Deri, götümü zor örten şortum, beyaz büstiyerim ve deri çeketim vardı üzerimde. Saçlarımı serbest bırakmıştım.
Herkes sustu. Hoca hariç.
"Kapıyı çaldın mı da içeriye giriyorsun sen?" dedi hafif sinirli ses tonuyla.
"Sanane. Bana karışamazsın." deyip gözümü sınıfta gezdirdim.
Boş yer sadece bir tane vardı.
Onun yanı.
Simsiyah gözlerini bana dikmiş öylece bakıyordu.
Lanet olsun çok yakışıklı!

Bana bak! Eğer intikamını bu tatlılık yüzünden alamazsan bıdı bıdı öterim burda! Çatlatırım seni! Beddualar ederim!

Kes lan! İçimdeyken dediklerini nasıl yapacaksın?

Sanane! Hocayı dinle! Sana birşey diyor!

"....yeni kız mısın yoksa sen?"

"Sana hesap verecek değilim, öyle değil mi?" dedim çok bilmişlikle.
"Grubun nerede?"
"Sanane dedim ya! Beni sorguya çekemezsin!"

Emin ve yavaş adımlarla boş sıraya, onu yanına, ilerledim.
Hoca beni takmıyor gibiydi.
Kılavuz kitabınla ilgileniyordu.
"Selam. Açelya ben." dedim en tatlı ses tonumla.
"Hoşgeldin yeni bela."
Yeni bela ha? Güzelmiş.
"Barış." dedi hemen ardından.
Sanki ben bilmiyorum amk!

"Merhaba. Sizin adınızı daha önce duyduk ve bu okula gelişinizden dolayı bir parti vermeye karar verdik. Izniniz olursa?"

Yan sıradan esmer ama lens olduğuna emin olduğum yeşil gözlü bir kız bana uzandı ve yanında ki arkadaşını gösterdi.

"Tabii ki. Partileri severim." dedim soğuk bir şekilde.

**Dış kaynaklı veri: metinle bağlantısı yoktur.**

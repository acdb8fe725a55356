use std::collections::BTreeSet;
use std::sync::Arc;

use tracing::{info, warn};

use crate::api::AnimeApi;
use crate::config::Locale;
use crate::error::{RequestError, UserAction};
use crate::models::{Episode, Season};

/// Where a title-detail view currently stands. `Error` is terminal.
#[derive(Debug, Clone, PartialEq)]
pub enum DetailState {
    Initial,
    EpisodesLoaded {
        seasons: Vec<Season>,
        selected: i32,
        episodes: Vec<Episode>,
    },
    Error(String),
}

/// Why a navigator ended up in `DetailState::Error`.
#[derive(Debug, Clone, Copy, PartialEq, Eq)]
pub enum DetailFailure {
    NotFound,
    NoSeasons,
    Upstream,
}

/// Season/episode navigation for one title.
pub struct DetailNavigator {
    api: Arc<dyn AnimeApi>,
    tmdb_id: i64,
    locale: Locale,
    state: DetailState,
    failure: Option<DetailFailure>,
    expanded: BTreeSet<i32>,
}

impl DetailNavigator {
    pub fn new(api: Arc<dyn AnimeApi>, tmdb_id: i64, locale: Locale) -> Self {
        Self {
            api,
            tmdb_id,
            locale,
            state: DetailState::Initial,
            failure: None,
            expanded: BTreeSet::new(),
        }
    }

    pub fn tmdb_id(&self) -> i64 {
        self.tmdb_id
    }

    pub fn state(&self) -> &DetailState {
        &self.state
    }

    pub fn failure(&self) -> Option<DetailFailure> {
        self.failure
    }

    pub fn selected_season(&self) -> Option<i32> {
        match &self.state {
            DetailState::EpisodesLoaded { selected, .. } => Some(*selected),
            _ => None,
        }
    }

    /// Fetches the season list and the first season's episodes. Only acts on
    /// a fresh navigator.
    pub async fn load(&mut self) -> &DetailState {
        self.load_at(None).await
    }

    /// Like `load`, but opens `preferred` instead of the first season when the
    /// title has it. Either way exactly one episode list is fetched.
    pub async fn load_at(&mut self, preferred: Option<i32>) -> &DetailState {
        if self.state != DetailState::Initial {
            return &self.state;
        }
        let seasons = match self.api.fetch_seasons(self.tmdb_id).await {
            Ok(seasons) => seasons,
            Err(e) => {
                self.fail(e);
                return &self.state;
            }
        };
        let opening = preferred
            .filter(|p| seasons.iter().any(|s| s.season_number == *p))
            .or_else(|| seasons.first().map(|s| s.season_number));
        let Some(opening) = opening else {
            warn!("Title {} has no seasons", self.tmdb_id);
            self.failure = Some(DetailFailure::NoSeasons);
            self.state = DetailState::Error(self.no_seasons_message().to_string());
            return &self.state;
        };
        info!(
            "Loaded {} seasons for title {}, opening season {}",
            seasons.len(),
            self.tmdb_id,
            opening
        );
        self.load_episodes(seasons, opening).await;
        &self.state
    }

    /// Switches to another season. Ignored unless episodes are loaded and the
    /// season is one of the title's other seasons.
    pub async fn select_season(&mut self, season_number: i32) -> &DetailState {
        let seasons = match &self.state {
            DetailState::EpisodesLoaded {
                seasons, selected, ..
            } if *selected != season_number
                && seasons.iter().any(|s| s.season_number == season_number) =>
            {
                Some(seasons.clone())
            }
            _ => None,
        };
        let Some(seasons) = seasons else {
            return &self.state;
        };
        info!("Switching title {} to season {}", self.tmdb_id, season_number);
        self.load_episodes(seasons, season_number).await;
        &self.state
    }

    async fn load_episodes(&mut self, seasons: Vec<Season>, season_number: i32) {
        match self.api.fetch_episodes(self.tmdb_id, season_number).await {
            Ok(episodes) => {
                self.expanded.clear();
                self.state = DetailState::EpisodesLoaded {
                    seasons,
                    selected: season_number,
                    episodes,
                };
            }
            Err(e) => self.fail(e),
        }
    }

    /// Flips one episode's expand flag and returns its new value. Only
    /// episodes of the loaded season can be toggled.
    pub fn toggle_episode(&mut self, episode_number: i32) -> bool {
        let known = match &self.state {
            DetailState::EpisodesLoaded { episodes, .. } => {
                episodes.iter().any(|e| e.episode_number == episode_number)
            }
            _ => false,
        };
        if !known {
            return false;
        }
        if self.expanded.remove(&episode_number) {
            false
        } else {
            self.expanded.insert(episode_number);
            true
        }
    }

    /// Leaves exactly the given episodes of the loaded season expanded.
    pub fn show_only(&mut self, episode_numbers: impl IntoIterator<Item = i32>) {
        self.expanded.clear();
        for number in episode_numbers {
            if !self.is_expanded(number) {
                self.toggle_episode(number);
            }
        }
    }

    pub fn is_expanded(&self, episode_number: i32) -> bool {
        self.expanded.contains(&episode_number)
    }

    pub fn expanded_episodes(&self) -> impl Iterator<Item = i32> + '_ {
        self.expanded.iter().copied()
    }

    fn fail(&mut self, e: RequestError) {
        warn!("Detail view for title {} failed: {}", self.tmdb_id, e);
        self.failure = Some(if e.is_not_found() {
            DetailFailure::NotFound
        } else {
            DetailFailure::Upstream
        });
        self.expanded.clear();
        self.state = DetailState::Error(e.user_message(UserAction::Detail, self.locale));
    }

    fn no_seasons_message(&self) -> &'static str {
        match self.locale {
            Locale::En => "No seasons available for this anime.",
            Locale::Zh => "该动漫暂无季度信息。",
        }
    }
}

Kız memnunca yada sinsice gülümseyip önüne döndü.
Kafamı sıraya koyup uyumaya çalıştım.
Şaka şaka! Uyuyunca çok güzel ve tatlı olduğumu söyler hep Emre.
Bu intikam için benden etkilenmesini sağlıyacak küçük bir etken sadece.

Pekala, herşeyi merak ettiğinizin farkındayım. Açıklayacağım.
^^^
Fakirdik biz. Babam fırında çalışıyordu. Annemse oturduğumuz zengin mahallesinde ki zenginlere temizliğe gidiyordu.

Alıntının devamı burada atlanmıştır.